_About this exercise_
Return each line of the listing that contains the string "Exhausted".

[Material supplied Boundary: Start]

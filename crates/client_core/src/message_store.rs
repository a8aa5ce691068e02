//! Ordered, de-duplicated message history for the active room.
//!
//! The list is kept sorted by `(created_at, id)` no matter which path a
//! message arrives through: initial page, older page, push event or the
//! echo of a local send.

use std::{
    collections::HashSet,
    sync::{Arc, Mutex},
};

use shared::{
    domain::{Message, MessageId, RoomId},
    protocol::{EventKind, SendMessageBody, ServerEvent, UpdateMessageBody},
};
use tracing::{debug, info, warn};

use crate::{
    backend::ChatBackend,
    dispatcher::{EventDispatcher, Subscription},
    error::{describe, SyncError, SyncResult},
    lock,
    room_session::RoomScope,
};

/// Rendered height of messages, used to keep the viewport anchored when
/// older history is prepended.
pub trait MessageLayout: Send + Sync {
    fn message_height(&self, message: &Message) -> f64;

    fn content_height(&self, messages: &[Message]) -> f64 {
        messages.iter().map(|message| self.message_height(message)).sum()
    }
}

/// One row per text line, plus a fixed block for an attached image.
#[derive(Debug, Clone, Copy, PartialEq)]
pub struct FixedRowHeight {
    pub row: f64,
    pub image: f64,
}

impl Default for FixedRowHeight {
    fn default() -> Self {
        Self {
            row: 20.0,
            image: 200.0,
        }
    }
}

impl MessageLayout for FixedRowHeight {
    fn message_height(&self, message: &Message) -> f64 {
        let lines = message.content.lines().count().max(1) as f64;
        let image = if message.image_url.is_some() {
            self.image
        } else {
            0.0
        };
        self.row * lines + image
    }
}

#[derive(Debug, Clone, PartialEq)]
pub enum OlderPageOutcome {
    Loaded {
        added: usize,
        /// Height added above the viewport; scroll down by this much to keep
        /// the same message in view.
        scroll_delta: f64,
        has_older: bool,
    },
    /// Another older-page load is running; this call did nothing.
    InFlight,
    /// Nothing older to fetch.
    Exhausted,
    /// The room changed while the page was in flight; it was discarded.
    Superseded,
}

#[derive(Debug, Clone, Copy, PartialEq, Eq)]
enum Paging {
    Unloaded,
    Ready { loaded_pages: u32, has_older: bool },
    LoadingOlder { loaded_pages: u32 },
}

struct StoreInner {
    room: Option<RoomId>,
    messages: Vec<Message>,
    ids: HashSet<MessageId>,
    paging: Paging,
    page_size: u32,
    generation: u64,
}

impl StoreInner {
    fn insert(&mut self, message: Message) -> bool {
        if self.room != Some(message.room_id) || !self.ids.insert(message.id) {
            return false;
        }
        let key = (message.created_at, message.id);
        let pos = self
            .messages
            .partition_point(|existing| (existing.created_at, existing.id) <= key);
        self.messages.insert(pos, message);
        true
    }
}

pub struct MessageStore {
    backend: Arc<dyn ChatBackend>,
    layout: Arc<dyn MessageLayout>,
    inner: Mutex<StoreInner>,
}

impl MessageStore {
    pub fn new(backend: Arc<dyn ChatBackend>, layout: Arc<dyn MessageLayout>) -> Arc<Self> {
        Arc::new(Self {
            backend,
            layout,
            inner: Mutex::new(StoreInner {
                room: None,
                messages: Vec::new(),
                ids: HashSet::new(),
                paging: Paging::Unloaded,
                page_size: 10,
                generation: 0,
            }),
        })
    }

    /// Routes message push events into the store.
    pub fn attach(self: &Arc<Self>, dispatcher: &Arc<EventDispatcher>) -> Vec<Subscription> {
        [
            EventKind::NewMessage,
            EventKind::MessageUpdated,
            EventKind::MessageDeleted,
        ]
        .into_iter()
        .map(|kind| {
            let store = Arc::downgrade(self);
            dispatcher.on_fn(kind, move |event| {
                let Some(store) = store.upgrade() else {
                    return;
                };
                match event {
                    ServerEvent::NewMessage(message) => {
                        store.apply_create(message.clone());
                    }
                    ServerEvent::MessageUpdated(message) => {
                        store.apply_update(message);
                    }
                    ServerEvent::MessageDeleted {
                        room_id,
                        message_id,
                    } => {
                        store.apply_delete(*room_id, *message_id);
                    }
                    _ => {}
                }
            })
        })
        .collect()
    }

    /// Drops all history and scopes the store to `room`.
    pub fn reset(&self, room: Option<RoomId>) {
        let mut inner = lock(&self.inner);
        inner.generation += 1;
        inner.room = room;
        inner.messages.clear();
        inner.ids.clear();
        inner.paging = Paging::Unloaded;
    }

    pub fn room(&self) -> Option<RoomId> {
        lock(&self.inner).room
    }

    pub fn messages(&self) -> Vec<Message> {
        lock(&self.inner).messages.clone()
    }

    pub fn len(&self) -> usize {
        lock(&self.inner).messages.len()
    }

    pub fn is_empty(&self) -> bool {
        self.len() == 0
    }

    pub fn has_older(&self) -> bool {
        matches!(
            lock(&self.inner).paging,
            Paging::Ready {
                has_older: true,
                ..
            }
        )
    }

    /// Fetches the most recent page for `room`, replacing whatever was held.
    pub async fn load_initial_page(&self, room: RoomId, page_size: u32) -> SyncResult<usize> {
        self.reset(Some(room));
        let generation = {
            let mut inner = lock(&self.inner);
            inner.page_size = page_size.max(1);
            inner.generation
        };

        let page = self
            .backend
            .fetch_messages(room, 1, page_size.max(1))
            .await
            .map_err(|err| SyncError::PageLoadFailed(describe(&err)))?;

        let mut inner = lock(&self.inner);
        if inner.generation != generation {
            debug!(room_id = room.0, "messages: initial page superseded");
            return Ok(0);
        }
        let fetched = page.messages.len();
        let has_older = page
            .pagination
            .map_or(fetched as u32 >= inner.page_size, |pagination| pagination.has_older());
        let added = page
            .messages
            .into_iter()
            .map(|message| inner.insert(message))
            .filter(|inserted| *inserted)
            .count();
        inner.paging = Paging::Ready {
            loaded_pages: 1,
            has_older,
        };
        info!(room_id = room.0, added, has_older, "messages: initial page loaded");
        Ok(added)
    }

    /// Prepends the next older page. A call made while another is running
    /// returns [`OlderPageOutcome::InFlight`] without fetching anything.
    pub async fn load_older_page(&self) -> SyncResult<OlderPageOutcome> {
        let (room, loaded_pages, page_size, generation) = {
            let mut inner = lock(&self.inner);
            let Some(room) = inner.room else {
                return Ok(OlderPageOutcome::Exhausted);
            };
            let loaded_pages = match inner.paging {
                Paging::LoadingOlder { .. } => return Ok(OlderPageOutcome::InFlight),
                Paging::Unloaded
                | Paging::Ready {
                    has_older: false, ..
                } => return Ok(OlderPageOutcome::Exhausted),
                Paging::Ready { loaded_pages, .. } => loaded_pages,
            };
            inner.paging = Paging::LoadingOlder { loaded_pages };
            (room, loaded_pages, inner.page_size, inner.generation)
        };

        let page_number = loaded_pages + 1;
        let fetched = self
            .backend
            .fetch_messages(room, page_number, page_size)
            .await;

        let mut inner = lock(&self.inner);
        if inner.generation != generation {
            return Ok(OlderPageOutcome::Superseded);
        }
        let page = match fetched {
            Ok(page) => page,
            Err(err) => {
                inner.paging = Paging::Ready {
                    loaded_pages,
                    has_older: true,
                };
                warn!(room_id = room.0, page = page_number, "messages: older page failed: {err:#}");
                return Err(SyncError::PageLoadFailed(describe(&err)));
            }
        };

        let has_older = page
            .pagination
            .map_or(page.messages.len() as u32 >= page_size, |pagination| {
                pagination.has_older()
            });
        let height_before = self.layout.content_height(&inner.messages);
        let added = page
            .messages
            .into_iter()
            .map(|message| inner.insert(message))
            .filter(|inserted| *inserted)
            .count();
        let scroll_delta = self.layout.content_height(&inner.messages) - height_before;
        inner.paging = Paging::Ready {
            loaded_pages: page_number,
            has_older,
        };
        debug!(room_id = room.0, page = page_number, added, "messages: older page loaded");
        Ok(OlderPageOutcome::Loaded {
            added,
            scroll_delta,
            has_older,
        })
    }

    /// Inserts a pushed or locally created message. Returns false for
    /// duplicates and for messages belonging to another room.
    pub fn apply_create(&self, message: Message) -> bool {
        let mut inner = lock(&self.inner);
        let id = message.id;
        let inserted = inner.insert(message);
        if !inserted {
            debug!(message_id = id.0, "messages: ignored create");
        }
        inserted
    }

    /// Replaces content and image of a known message in place.
    pub fn apply_update(&self, message: &Message) -> bool {
        let mut inner = lock(&self.inner);
        if inner.room != Some(message.room_id) {
            return false;
        }
        match inner
            .messages
            .iter_mut()
            .find(|existing| existing.id == message.id)
        {
            Some(existing) => {
                existing.content = message.content.clone();
                existing.image_url = message.image_url.clone();
                true
            }
            None => false,
        }
    }

    pub fn apply_delete(&self, room_id: RoomId, message_id: MessageId) -> bool {
        let mut inner = lock(&self.inner);
        if inner.room != Some(room_id) || !inner.ids.remove(&message_id) {
            return false;
        }
        inner.messages.retain(|message| message.id != message_id);
        true
    }

    /// Posts a message over REST and merges the stored copy. Content is
    /// trimmed; a message needs text or an image.
    pub async fn send_message(
        &self,
        room_id: RoomId,
        content: &str,
        image_url: Option<String>,
    ) -> SyncResult<Message> {
        let content = content.trim();
        if content.is_empty() && image_url.is_none() {
            return Err(SyncError::InvalidMessage);
        }
        let body = SendMessageBody {
            room_id,
            content: content.to_string(),
            image_url,
        };
        let message = self
            .backend
            .post_message(&body)
            .await
            .map_err(|err| SyncError::SendFailed(describe(&err)))?;
        self.apply_create(message.clone());
        Ok(message)
    }

    /// Edits one of our own messages and applies the server's copy. The
    /// `message_updated` push that follows is a no-op replace.
    pub async fn edit_message(
        &self,
        message_id: MessageId,
        content: &str,
        image_url: Option<String>,
    ) -> SyncResult<Message> {
        let content = content.trim();
        if content.is_empty() && image_url.is_none() {
            return Err(SyncError::InvalidMessage);
        }
        let body = UpdateMessageBody {
            content: content.to_string(),
            image_url,
        };
        let message = self
            .backend
            .update_message(message_id, &body)
            .await
            .map_err(|err| SyncError::MessageEditFailed {
                message_id,
                reason: describe(&err),
            })?;
        self.apply_update(&message);
        Ok(message)
    }

    /// Deletes one of our own messages. Removal is local right away; the
    /// `message_deleted` push that follows finds nothing to remove.
    pub async fn delete_message(&self, room_id: RoomId, message_id: MessageId) -> SyncResult<()> {
        self.backend
            .delete_message(message_id)
            .await
            .map_err(|err| SyncError::MessageEditFailed {
                message_id,
                reason: describe(&err),
            })?;
        self.apply_delete(room_id, message_id);
        info!(message_id = message_id.0, "messages: deleted");
        Ok(())
    }
}

impl RoomScope for MessageStore {
    fn enter_room(&self, room: Option<RoomId>) {
        if self.room() != room {
            self.reset(room);
        }
    }
}

#[cfg(test)]
#[path = "tests/message_store_tests.rs"]
mod tests;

[Material supplied Boundary: End]

_Exercise output_
    Exhausted,
                return Ok(OlderPageOutcome::Exhausted);
                } => return Ok(OlderPageOutcome::Exhausted),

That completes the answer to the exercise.